9 — Wrap-up + Homework

One-line summary: Scripture was necessary not because God's works are dim but because our minds leak — we forget, we err, we invent — so God, foreseeing the inefficiency of the image imprinted on a fair universe, laid up a depository proof against neglect, dilution, and corruption; and since his very brightness is a labyrinth, the Word is the thread, so that it is better to limp in the way than to run with the greatest swiftness out of it — for error is never eradicated until truth is implanted.

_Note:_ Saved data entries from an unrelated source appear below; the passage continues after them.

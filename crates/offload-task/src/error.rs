//! Error types for task lifecycle and unit-of-work failures.
//!
//! Two channels, never conflated:
//! - [`TaskError`] is returned synchronously from `run` / `submit` for misuse
//!   and resource limits.
//! - [`WorkError`] is what a unit of work fails with; it only ever reaches the
//!   caller asynchronously through `ResultCallback::on_error`.

use crate::state_machine::TaskStatus;

/// Result type for synchronous task operations
pub type TaskResult<T> = Result<T, TaskError>;

/// Synchronous errors surfaced by task and executor operations.
#[derive(Debug, Clone, PartialEq, Eq, thiserror::Error)]
pub enum TaskError {
    #[error("Invalid argument: {0}")]
    InvalidArgument(String),

    #[error("Task already running")]
    AlreadyExecuted,

    #[error("Task already cancelled")]
    AlreadyCancelled,

    #[error("Invalid state transition: {current:?} -> {requested:?}")]
    InvalidTransition {
        current: TaskStatus,
        requested: TaskStatus,
    },

    #[error("Task is in terminal state: {0:?}")]
    TerminalState(TaskStatus),

    #[error("Executor has been shut down")]
    ExecutorShutdown,

    #[error("Executor queue is full: {0} jobs waiting")]
    QueueFull(usize),

    #[error("Delivery context has shut down")]
    DispatcherClosed,
}

impl TaskError {
    /// Create an invalid argument error naming the offending parameter
    pub fn invalid_argument(name: impl AsRef<str>) -> Self {
        Self::InvalidArgument(format!("{} cannot be empty", name.as_ref()))
    }

    /// Programmer misuse of the run/cancel lifecycle. Never worth retrying.
    pub fn is_lifecycle_error(&self) -> bool {
        matches!(
            self,
            Self::AlreadyExecuted
                | Self::AlreadyCancelled
                | Self::InvalidTransition { .. }
                | Self::TerminalState(_)
        )
    }
}

/// Failure raised by a unit of work, delivered through `on_error`.
#[derive(Debug, thiserror::Error)]
pub enum WorkError {
    #[error("{0}")]
    Failed(String),

    #[error(transparent)]
    Source(Box<dyn std::error::Error + Send + Sync + 'static>),

    /// The unit of work observed its cancellation token and stopped early.
    #[error("Unit of work interrupted")]
    Interrupted,

    #[error("Unit of work panicked: {0}")]
    Panicked(String),
}

impl WorkError {
    /// Create a message-only failure
    pub fn msg(message: impl Into<String>) -> Self {
        Self::Failed(message.into())
    }

    /// Wrap any error value raised by the unit of work
    pub fn new<E>(err: E) -> Self
    where
        E: std::error::Error + Send + Sync + 'static,
    {
        Self::Source(Box::new(err))
    }

    pub fn is_interrupted(&self) -> bool {
        matches!(self, Self::Interrupted)
    }

    /// Build a `Panicked` error from a `catch_unwind` payload.
    pub(crate) fn from_panic(payload: Box<dyn std::any::Any + Send>) -> Self {
        let message = if let Some(s) = payload.downcast_ref::<&'static str>() {
            (*s).to_string()
        } else if let Some(s) = payload.downcast_ref::<String>() {
            s.clone()
        } else {
            "non-string panic payload".to_string()
        };
        Self::Panicked(message)
    }
}

impl From<std::io::Error> for WorkError {
    fn from(err: std::io::Error) -> Self {
        WorkError::new(err)
    }
}
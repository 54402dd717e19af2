//! Cancellation token handed to every unit of work.
//!
//! Interruption is cooperative: the executor never preempts a running unit of
//! work, it only flips this token. Work that wants to stop early polls
//! [`CancellationToken::is_cancelled`], calls [`CancellationToken::check`], or
//! races its own futures against [`CancellationToken::cancelled`].

use tokio::sync::watch;

use crate::error::WorkError;

/// Cooperative interruption signal shared between a work handle and the unit of work.
///
/// Backed by a `tokio::sync::watch` channel. Clones share state.
#[derive(Clone, Debug)]
pub struct CancellationToken {
    tx: watch::Sender<bool>,
    rx: watch::Receiver<bool>,
}

impl CancellationToken {
    /// Create a token that has not been cancelled.
    pub fn new() -> Self {
        let (tx, rx) = watch::channel(false);
        Self { tx, rx }
    }

    /// Request interruption. Idempotent.
    pub fn cancel(&self) {
        self.tx.send_replace(true);
    }

    pub fn is_cancelled(&self) -> bool {
        *self.rx.borrow()
    }

    /// `Err(WorkError::Interrupted)` once cancellation has been requested.
    ///
    /// Meant for `?` at checkpoints inside a unit of work.
    pub fn check(&self) -> Result<(), WorkError> {
        if self.is_cancelled() {
            Err(WorkError::Interrupted)
        } else {
            Ok(())
        }
    }

    /// Resolve once cancellation is requested. Returns immediately if it already was.
    pub async fn cancelled(&self) {
        let mut rx = self.rx.clone();
        // wait_for checks the current value first; the sender lives in self so
        // the channel cannot close while we wait.
        let _ = rx.wait_for(|cancelled| *cancelled).await;
    }
}

impl Default for CancellationToken {
    fn default() -> Self {
        Self::new()
    }
}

The 3 formulas, one more time:

  1. reflect **how** + ADJ + S + V, **how** + ADJ ‹S V›, **how** + ADJ ‹S V› — exclamatory inventory; conjuncts 2–3 gap the subject (S1).
  2. **It being** manifest **that** ‹S + FINITE V›, [main clause] — the causal nominative absolute; the that-clause must keep a finite verb (S2). Trailing variant: these works **being estimated**, not by X but by Y.
  3. **how** + ADJ + **soever** + S ‹be›, [main clause] = however ADJ — verbless concessive (S3). Bonus: **if** the Word **do** not serve = archaic present subjunctive after if (S4).

Homework (10 minutes):

  1. Structure restoration. Rebuild S1's 3 : 3 table from memory — three diseases of the mind, three deaths the depository prevents — and then answer in one sentence: why must there be exactly three defences? (Hint: look at what each disease would do to a text, not to a person.)
  2. Composition. Using Formula 3 plus the racing metaphor of S3, write one sentence claiming that learning without Scripture is speed without direction. Then rewrite it in Augustine's terms (limp vs run), and notice which version is more memorable — and why the humiliating verb is the strong one.
  3. Reading. Go read Psalm 97 and Psalm 96 aloud. Find the two halves Calvin found: (a) the LORD reigneth and (b) the idols are demolished. Then ask his question: by what means does the reign demolish them? Your answer should be one word, and it is the word S5 gives you.
  4. Tomorrow's preview. §4 opens: "Accordingly, the same prophet, after mentioning that the heavens declare the glory of God..." — Calvin turns to Psalm 19, the hinge text of the entire chapter: the heavens declare... and then "The law of the LORD is perfect, converting the soul." Everything he has argued in §§1–3 is about to be shown to be David's own argument. Come with Psalm 19 already read. It is the proof that the spectacles are not Calvin's invention.

Where we stopped: Book 1, Ch. 6, §3 끝. 다음은 Book 1, Ch. 6, §4 (Day 31).